From mboxrd@z Thu Jan  1 00:00:00 1970
Return-Path: <linux-kernel-owner@vger.kernel.org>
Received: (majordomo@vger.kernel.org) by vger.kernel.org via listexpand
	id S935568AbaFIQHl (ORCPT <rfc822;w@1wt.eu>);
	Mon, 9 Jun 2014 12:07:41 -0400
Received: from mga09.intel.com ([134.134.136.24]:38453 "EHLO mga09.intel.com"
	rhost-flags-OK-OK-OK-OK) by vger.kernel.org with ESMTP
	id S933574AbaFIQEd (ORCPT <rfc822;linux-kernel@vger.kernel.org>);
	Mon, 9 Jun 2014 12:04:33 -0400
X-ExtLoop1: 1
X-IronPort-AV: E=Sophos;i="4.98,1003,1392192000"; 
   d="scan'208";a="525685651"
From: "Kirill A. Shutemov" <kirill.shutemov@linux.intel.com>
To: Andrew Morton <akpm@linux-foundation.org>,
        Andrea Arcangeli <aarcange@redhat.com>
Cc: Dave Hansen <dave.hansen@intel.com>, Hugh Dickins <hughd@google.com>,
        Mel Gorman <mgorman@suse.de>, Rik van Riel <riel@redhat.com>,
        Vlastimil Babka <vbabka@suse.cz>, linux-kernel@vger.kernel.org,
        linux-mm@kvack.org,
        "Kirill A. Shutemov" <kirill.shutemov@linux.intel.com>
Subject: [PATCH, RFC 00/10] THP refcounting redesign
Date: Mon,  9 Jun 2014 19:04:11 +0300
Message-Id: <1402329861-7037-1-git-send-email-kirill.shutemov@linux.intel.com>
X-Mailer: git-send-email 2.0.0.rc4
Sender: linux-kernel-owner@vger.kernel.org
List-ID: <linux-kernel.vger.kernel.org>
X-Mailing-List: linux-kernel@vger.kernel.org

Hello everybody,

We've discussed few times that is would be nice to allow huge pages to be
mapped with 4k pages too. Here's my first attempt to actually implement
this. It's early prototype and not stabilized yet, but I want to share it
to discuss any potential show stoppers early.

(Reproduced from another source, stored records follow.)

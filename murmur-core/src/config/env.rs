//! Environment variable interpolation for configuration

use super::error::ConfigError;
use regex::Regex;
use std::env;
use std::sync::OnceLock;

/// Matches `${VAR}` placeholders with uppercase variable names
pub(crate) fn env_var_pattern() -> &'static Regex {
    static PATTERN: OnceLock<Regex> = OnceLock::new();
    PATTERN.get_or_init(|| {
        Regex::new(r"\$\{([A-Z_][A-Z0-9_]*)\}").expect("placeholder pattern is valid")
    })
}

/// Interpolate environment variables in a configuration string
pub fn interpolate_env_vars(content: &str) -> Result<String, ConfigError> {
    let mut missing_vars = Vec::new();

    let result = env_var_pattern().replace_all(content, |cap: &regex::Captures<'_>| {
        match env::var(&cap[1]) {
            Ok(value) => value,
            Err(_) => {
                missing_vars.push(cap[1].to_string());
                cap[0].to_string()
            }
        }
    });

    // Report the first missing variable
    if let Some(var) = missing_vars.into_iter().next() {
        return Err(ConfigError::MissingEnvVar { var });
    }

    Ok(result.into_owned())
}
//! Low-purine dish recommendations
//!
//! A small catalog the chat assistant can draw on. Recommendations are
//! filtered by taste and mood, capped by purine content and rendered as
//! text that can be placed in a system prompt.

use serde::{Deserialize, Serialize};

/// Dishes at or above this purine content (mg/100g) are never recommended
pub const PURINE_LIMIT: f64 = 300.0;

/// Maximum number of dishes in a formatted recommendation
pub const MAX_FORMATTED_DISHES: usize = 5;

const NO_MATCH_MESSAGE: &str = "Sorry, no dishes match your preferences.";

/// One dish in the catalog
#[derive(Debug, Clone, PartialEq, Serialize, Deserialize)]
pub struct Dish {
    pub name: String,
    /// Purine content in mg per 100g
    pub purine_content: f64,
    /// Taste tags, e.g. "light" or "sweet and sour"
    pub tastes: Vec<String>,
    /// Moods the dish suits, e.g. "tired"
    pub moods: Vec<String>,
    /// Kind of dish, e.g. "stir-fry" or "soup"
    pub category: String,
}

impl Dish {
    pub fn new(
        name: impl Into<String>,
        purine_content: f64,
        tastes: &[&str],
        moods: &[&str],
        category: impl Into<String>,
    ) -> Self {
        Self {
            name: name.into(),
            purine_content,
            tastes: tastes.iter().map(|t| t.to_string()).collect(),
            moods: moods.iter().map(|m| m.to_string()).collect(),
            category: category.into(),
        }
    }
}

/// What the user asked for. Empty fields match everything.
#[derive(Debug, Clone, Default, PartialEq, Eq, Serialize, Deserialize)]
pub struct Preference {
    #[serde(default)]
    pub tastes: Vec<String>,
    #[serde(default, skip_serializing_if = "Option::is_none")]
    pub mood: Option<String>,
}

impl Preference {
    pub fn new() -> Self {
        Self::default()
    }

    pub fn with_taste(mut self, taste: impl Into<String>) -> Self {
        self.tastes.push(taste.into());
        self
    }

    pub fn with_mood(mut self, mood: impl Into<String>) -> Self {
        self.mood = Some(mood.into());
        self
    }
}

/// Collection of dishes to recommend from
#[derive(Debug, Clone, Default, PartialEq, Serialize, Deserialize)]
pub struct DishCatalog {
    dishes: Vec<Dish>,
}

impl DishCatalog {
    pub fn new(dishes: Vec<Dish>) -> Self {
        Self { dishes }
    }

    /// The built-in starter catalog
    pub fn with_defaults() -> Self {
        Self::new(vec![
            Dish::new(
                "Scrambled eggs with tomato",
                38.5,
                &["light", "sweet and sour"],
                &["tired", "calm"],
                "stir-fry",
            ),
            Dish::new(
                "Shredded potato with green pepper",
                25.0,
                &["light", "mildly spicy"],
                &["calm", "everyday"],
                "stir-fry",
            ),
        ])
    }

    pub fn add(&mut self, dish: Dish) {
        self.dishes.push(dish);
    }

    pub fn dishes(&self) -> &[Dish] {
        &self.dishes
    }

    pub fn len(&self) -> usize {
        self.dishes.len()
    }

    pub fn is_empty(&self) -> bool {
        self.dishes.is_empty()
    }

    /// Dishes matching `preference`, lowest purine content first.
    ///
    /// A dish matches when it is below [`PURINE_LIMIT`], shares at least one
    /// taste with the preference (if any are given) and lists the mood (if
    /// one is given).
    pub fn recommend(&self, preference: &Preference) -> Vec<&Dish> {
        let mood = preference.mood.as_deref().filter(|m| !m.is_empty());

        let mut matches: Vec<&Dish> = self
            .dishes
            .iter()
            .filter(|dish| dish.purine_content < PURINE_LIMIT)
            .filter(|dish| {
                preference.tastes.is_empty()
                    || preference.tastes.iter().any(|t| dish.tastes.contains(t))
            })
            .filter(|dish| mood.map_or(true, |m| dish.moods.iter().any(|d| d == m)))
            .collect();

        matches.sort_by(|a, b| a.purine_content.total_cmp(&b.purine_content));
        matches
    }

    /// Recommendation text for `preference`, ready for a system prompt
    pub fn context_prompt(&self, preference: &Preference) -> String {
        format_recommendations(&self.recommend(preference))
    }
}

/// Render up to [`MAX_FORMATTED_DISHES`] dishes as a numbered list
pub fn format_recommendations(dishes: &[&Dish]) -> String {
    if dishes.is_empty() {
        return NO_MATCH_MESSAGE.to_string();
    }

    let entries: Vec<String> = dishes
        .iter()
        .take(MAX_FORMATTED_DISHES)
        .enumerate()
        .map(|(index, dish)| {
            format!(
                "{}. {}\n   Taste: {}\n   Purine: {:.1}mg/100g\n",
                index + 1,
                dish.name,
                dish.tastes.join(", "),
                dish.purine_content
            )
        })
        .collect();

    format!("Recommended dishes:\n\n{}", entries.join("\n"))
}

The main reason why we can't map THP with 4k is how refcounting on THP
designed. It built around two requirements:

  - split of huge page should never fail;
  - we can't change interface of get_user_page();

To be able to split huge page at any point we have to track which tail
page was pinned. It leads to tricky and expensive get_page() on tail pages
and also occupy tail_page->_mapcount.

Most split_huge_page*() users want PMD to be split into table of PTEs and
don't care whether compound page is going to be split or not.

The plan is:

 - allow split_huge_page() to fail if the page is pinned. It's trivial to
   split non-pinned page and it doesn't require tail page refcounting, so
   tail_page->_mapcount is free to be reused.

 - introduce new routine -- split_huge_pmd() -- to split PMD into table of
   PTEs. It splits only one PMD, not touching other PMDs the page is
   mapped with or underlying compound page. Unlike new split_huge_page(),
   split_huge_pmd() never fails.

Fortunately, we have only few places where split_huge_page() is needed:
swap out, memory failure, migration, KSM. And all of them can handle
split_huge_page() fail.

In new scheme we use tail_page->_mapcount is used to account how many time
the tail page is mapped. head_page->_mapcount is used for both PMD mapping
of whole huge page and PTE mapping of the firt 4k page of the compound
page. It seems work fine, except the fact that we don't have a cheap way
to check whether the page mapped with PMDs or not.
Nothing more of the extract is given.